The lines to repeat are those below from the one containing "若圖片中沒有數學題目，將 is_math_question 設為" down to the one containing "if let Some(domain)", both included; reproduce them exactly and nothing else.

___ Dataset entries

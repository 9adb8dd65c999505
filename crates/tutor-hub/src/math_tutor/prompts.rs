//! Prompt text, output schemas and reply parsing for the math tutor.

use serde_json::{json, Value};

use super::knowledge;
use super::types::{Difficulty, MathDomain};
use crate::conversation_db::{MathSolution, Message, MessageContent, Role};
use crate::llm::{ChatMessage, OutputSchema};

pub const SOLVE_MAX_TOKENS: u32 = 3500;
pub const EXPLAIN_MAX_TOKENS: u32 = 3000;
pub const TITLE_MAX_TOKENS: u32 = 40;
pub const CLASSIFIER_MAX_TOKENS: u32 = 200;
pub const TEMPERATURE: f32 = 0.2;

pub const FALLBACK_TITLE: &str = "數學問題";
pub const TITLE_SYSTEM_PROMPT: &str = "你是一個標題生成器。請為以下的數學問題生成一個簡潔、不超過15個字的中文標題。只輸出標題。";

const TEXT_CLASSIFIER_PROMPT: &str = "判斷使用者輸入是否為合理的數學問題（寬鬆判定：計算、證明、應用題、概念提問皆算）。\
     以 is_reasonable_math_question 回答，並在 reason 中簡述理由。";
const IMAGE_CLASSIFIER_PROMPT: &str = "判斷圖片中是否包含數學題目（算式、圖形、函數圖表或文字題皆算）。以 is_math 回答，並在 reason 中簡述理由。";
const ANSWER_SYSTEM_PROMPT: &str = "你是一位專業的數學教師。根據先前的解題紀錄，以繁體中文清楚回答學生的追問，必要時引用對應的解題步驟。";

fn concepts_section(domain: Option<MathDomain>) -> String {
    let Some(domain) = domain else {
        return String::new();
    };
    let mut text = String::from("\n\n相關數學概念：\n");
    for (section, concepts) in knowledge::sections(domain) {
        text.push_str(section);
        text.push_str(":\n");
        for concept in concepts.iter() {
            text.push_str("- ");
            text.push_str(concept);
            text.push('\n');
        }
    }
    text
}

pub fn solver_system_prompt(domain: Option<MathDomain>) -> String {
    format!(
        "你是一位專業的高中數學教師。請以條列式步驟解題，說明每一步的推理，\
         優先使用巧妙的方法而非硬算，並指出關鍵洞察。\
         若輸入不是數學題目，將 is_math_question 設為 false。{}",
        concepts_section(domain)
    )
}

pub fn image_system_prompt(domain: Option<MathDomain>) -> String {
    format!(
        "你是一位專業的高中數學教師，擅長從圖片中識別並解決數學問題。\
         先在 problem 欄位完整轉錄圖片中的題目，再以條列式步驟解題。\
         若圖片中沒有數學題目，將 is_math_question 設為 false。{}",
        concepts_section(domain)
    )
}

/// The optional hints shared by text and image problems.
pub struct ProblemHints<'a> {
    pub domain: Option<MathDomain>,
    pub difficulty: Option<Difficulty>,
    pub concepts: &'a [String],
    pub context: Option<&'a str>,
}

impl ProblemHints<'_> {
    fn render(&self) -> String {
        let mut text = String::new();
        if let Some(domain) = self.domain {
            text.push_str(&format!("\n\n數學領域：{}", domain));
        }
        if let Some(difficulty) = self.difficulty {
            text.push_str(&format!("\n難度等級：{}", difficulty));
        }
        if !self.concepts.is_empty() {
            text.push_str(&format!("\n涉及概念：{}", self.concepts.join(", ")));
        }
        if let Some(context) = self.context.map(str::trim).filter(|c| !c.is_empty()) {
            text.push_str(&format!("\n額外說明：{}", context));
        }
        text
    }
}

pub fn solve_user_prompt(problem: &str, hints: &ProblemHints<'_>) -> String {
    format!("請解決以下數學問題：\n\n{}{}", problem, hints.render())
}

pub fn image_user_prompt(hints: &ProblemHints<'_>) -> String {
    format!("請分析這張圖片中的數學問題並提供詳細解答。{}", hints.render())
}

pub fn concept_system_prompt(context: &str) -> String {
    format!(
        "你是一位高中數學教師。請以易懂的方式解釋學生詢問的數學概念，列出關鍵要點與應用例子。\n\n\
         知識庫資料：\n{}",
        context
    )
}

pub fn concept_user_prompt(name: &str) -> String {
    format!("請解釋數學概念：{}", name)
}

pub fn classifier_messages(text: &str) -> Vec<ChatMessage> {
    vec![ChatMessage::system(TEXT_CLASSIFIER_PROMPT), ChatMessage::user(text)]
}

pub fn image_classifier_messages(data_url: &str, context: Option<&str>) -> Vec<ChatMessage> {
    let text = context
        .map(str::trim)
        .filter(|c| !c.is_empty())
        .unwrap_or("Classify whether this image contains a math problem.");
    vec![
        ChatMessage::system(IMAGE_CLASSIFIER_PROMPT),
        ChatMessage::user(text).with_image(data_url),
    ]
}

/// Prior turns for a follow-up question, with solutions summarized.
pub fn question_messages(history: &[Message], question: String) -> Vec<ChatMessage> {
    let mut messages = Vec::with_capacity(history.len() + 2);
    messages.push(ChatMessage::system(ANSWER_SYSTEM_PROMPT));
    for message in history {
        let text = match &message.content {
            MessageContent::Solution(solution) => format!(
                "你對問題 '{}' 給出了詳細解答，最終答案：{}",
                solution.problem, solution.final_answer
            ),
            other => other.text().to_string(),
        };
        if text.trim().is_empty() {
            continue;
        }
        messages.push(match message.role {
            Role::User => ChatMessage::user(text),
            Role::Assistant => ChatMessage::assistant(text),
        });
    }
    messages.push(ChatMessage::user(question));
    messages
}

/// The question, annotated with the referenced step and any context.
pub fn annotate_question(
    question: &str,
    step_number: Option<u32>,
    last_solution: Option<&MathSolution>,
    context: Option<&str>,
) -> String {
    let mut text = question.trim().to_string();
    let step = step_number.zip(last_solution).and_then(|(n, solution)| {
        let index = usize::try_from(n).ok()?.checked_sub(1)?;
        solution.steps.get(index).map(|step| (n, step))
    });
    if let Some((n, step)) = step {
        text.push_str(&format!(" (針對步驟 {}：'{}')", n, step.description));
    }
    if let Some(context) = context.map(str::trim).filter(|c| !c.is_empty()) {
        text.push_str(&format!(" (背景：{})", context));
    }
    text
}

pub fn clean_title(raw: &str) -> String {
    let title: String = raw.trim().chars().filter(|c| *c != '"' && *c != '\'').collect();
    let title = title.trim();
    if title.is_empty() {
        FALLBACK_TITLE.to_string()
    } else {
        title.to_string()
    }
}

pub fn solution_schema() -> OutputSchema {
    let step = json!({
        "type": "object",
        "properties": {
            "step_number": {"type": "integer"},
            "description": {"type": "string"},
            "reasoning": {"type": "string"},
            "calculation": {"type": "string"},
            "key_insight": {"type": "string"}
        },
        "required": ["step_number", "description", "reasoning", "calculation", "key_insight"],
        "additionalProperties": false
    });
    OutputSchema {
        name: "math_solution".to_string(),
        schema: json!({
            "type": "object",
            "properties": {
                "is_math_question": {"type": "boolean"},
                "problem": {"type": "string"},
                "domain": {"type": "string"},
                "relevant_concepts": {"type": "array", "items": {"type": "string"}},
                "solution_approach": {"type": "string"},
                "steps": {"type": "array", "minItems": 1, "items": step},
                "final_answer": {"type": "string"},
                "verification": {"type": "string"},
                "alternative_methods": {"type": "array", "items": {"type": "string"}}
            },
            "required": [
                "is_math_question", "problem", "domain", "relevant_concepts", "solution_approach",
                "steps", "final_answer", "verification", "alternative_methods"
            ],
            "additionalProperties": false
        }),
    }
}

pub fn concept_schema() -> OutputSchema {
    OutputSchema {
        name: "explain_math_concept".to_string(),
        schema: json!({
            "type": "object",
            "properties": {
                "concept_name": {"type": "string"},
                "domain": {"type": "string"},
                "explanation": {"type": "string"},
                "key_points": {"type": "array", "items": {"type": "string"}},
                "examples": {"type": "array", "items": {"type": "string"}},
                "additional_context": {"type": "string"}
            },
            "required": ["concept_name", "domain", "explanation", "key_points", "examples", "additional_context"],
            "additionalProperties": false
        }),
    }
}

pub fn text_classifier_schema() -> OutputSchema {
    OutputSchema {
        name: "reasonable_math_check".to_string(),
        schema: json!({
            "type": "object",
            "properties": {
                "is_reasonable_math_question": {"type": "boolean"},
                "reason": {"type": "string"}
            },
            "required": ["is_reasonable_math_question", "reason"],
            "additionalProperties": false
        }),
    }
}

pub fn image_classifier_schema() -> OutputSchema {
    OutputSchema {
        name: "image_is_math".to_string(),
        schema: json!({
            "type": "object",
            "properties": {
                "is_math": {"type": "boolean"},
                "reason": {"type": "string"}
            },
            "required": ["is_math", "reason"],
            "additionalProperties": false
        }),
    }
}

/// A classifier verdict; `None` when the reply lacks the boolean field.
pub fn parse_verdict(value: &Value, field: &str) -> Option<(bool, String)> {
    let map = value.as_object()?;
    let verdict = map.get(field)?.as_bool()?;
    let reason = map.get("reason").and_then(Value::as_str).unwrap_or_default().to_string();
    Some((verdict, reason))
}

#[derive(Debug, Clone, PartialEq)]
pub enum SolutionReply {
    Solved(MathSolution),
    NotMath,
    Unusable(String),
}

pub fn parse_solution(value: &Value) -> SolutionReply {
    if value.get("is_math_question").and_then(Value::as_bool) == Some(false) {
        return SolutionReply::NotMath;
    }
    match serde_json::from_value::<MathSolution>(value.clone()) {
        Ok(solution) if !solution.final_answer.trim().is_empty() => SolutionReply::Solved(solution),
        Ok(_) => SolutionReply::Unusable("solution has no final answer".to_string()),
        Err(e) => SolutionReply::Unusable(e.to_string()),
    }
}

______
___ Dataset entries

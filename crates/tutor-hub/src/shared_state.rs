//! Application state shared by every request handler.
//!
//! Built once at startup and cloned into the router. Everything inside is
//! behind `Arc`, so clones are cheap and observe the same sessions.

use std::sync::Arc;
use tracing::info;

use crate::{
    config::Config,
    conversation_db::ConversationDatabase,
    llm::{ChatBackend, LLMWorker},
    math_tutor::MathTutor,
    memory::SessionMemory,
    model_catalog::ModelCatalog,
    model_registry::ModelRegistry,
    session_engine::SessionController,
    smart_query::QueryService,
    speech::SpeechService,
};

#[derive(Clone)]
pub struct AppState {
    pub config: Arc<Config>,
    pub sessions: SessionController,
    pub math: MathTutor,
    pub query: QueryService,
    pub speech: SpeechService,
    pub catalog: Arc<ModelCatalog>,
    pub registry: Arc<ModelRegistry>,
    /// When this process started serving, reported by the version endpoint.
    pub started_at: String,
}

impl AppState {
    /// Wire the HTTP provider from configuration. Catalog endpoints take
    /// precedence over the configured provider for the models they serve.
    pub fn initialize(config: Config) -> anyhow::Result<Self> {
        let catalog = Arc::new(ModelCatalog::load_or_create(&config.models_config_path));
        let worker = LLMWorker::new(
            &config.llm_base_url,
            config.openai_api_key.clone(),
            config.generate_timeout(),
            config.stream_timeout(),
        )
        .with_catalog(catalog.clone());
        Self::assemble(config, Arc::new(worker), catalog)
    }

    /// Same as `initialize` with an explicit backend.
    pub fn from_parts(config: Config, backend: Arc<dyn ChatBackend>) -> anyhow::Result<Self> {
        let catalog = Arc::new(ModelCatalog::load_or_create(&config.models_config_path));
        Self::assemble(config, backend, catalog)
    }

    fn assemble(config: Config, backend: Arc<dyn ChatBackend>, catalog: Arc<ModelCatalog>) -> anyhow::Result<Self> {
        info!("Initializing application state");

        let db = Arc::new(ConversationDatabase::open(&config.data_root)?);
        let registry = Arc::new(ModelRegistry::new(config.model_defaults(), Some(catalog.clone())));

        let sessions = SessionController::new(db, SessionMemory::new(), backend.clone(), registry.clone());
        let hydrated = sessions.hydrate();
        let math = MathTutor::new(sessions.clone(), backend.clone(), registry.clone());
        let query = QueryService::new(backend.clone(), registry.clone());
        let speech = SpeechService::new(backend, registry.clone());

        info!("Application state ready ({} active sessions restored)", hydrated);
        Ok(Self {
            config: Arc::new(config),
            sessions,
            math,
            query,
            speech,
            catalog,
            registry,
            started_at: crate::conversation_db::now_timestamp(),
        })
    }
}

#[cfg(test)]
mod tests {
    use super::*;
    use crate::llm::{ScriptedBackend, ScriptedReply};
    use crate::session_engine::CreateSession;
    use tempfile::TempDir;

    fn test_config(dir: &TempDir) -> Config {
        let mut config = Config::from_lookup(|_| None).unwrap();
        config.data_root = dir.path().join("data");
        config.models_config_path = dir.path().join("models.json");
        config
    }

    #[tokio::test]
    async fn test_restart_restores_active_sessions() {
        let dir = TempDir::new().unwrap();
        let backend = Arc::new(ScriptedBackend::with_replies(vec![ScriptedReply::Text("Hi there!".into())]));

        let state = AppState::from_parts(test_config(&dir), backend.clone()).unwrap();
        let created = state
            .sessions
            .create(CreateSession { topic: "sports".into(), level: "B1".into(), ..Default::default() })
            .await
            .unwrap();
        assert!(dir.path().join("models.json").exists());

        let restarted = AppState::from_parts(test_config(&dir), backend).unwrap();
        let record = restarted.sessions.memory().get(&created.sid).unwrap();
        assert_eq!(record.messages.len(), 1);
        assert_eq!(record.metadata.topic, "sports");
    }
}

______

Result of the exercise:
         若圖片中沒有數學題目，將 is_math_question 設為 false。{}",
        concepts_section(domain)
    )
}

/// The optional hints shared by text and image problems.
pub struct ProblemHints<'a> {
    pub domain: Option<MathDomain>,
    pub difficulty: Option<Difficulty>,
    pub concepts: &'a [String],
    pub context: Option<&'a str>,
}

impl ProblemHints<'_> {
    fn render(&self) -> String {
        let mut text = String::new();
        if let Some(domain) = self.domain {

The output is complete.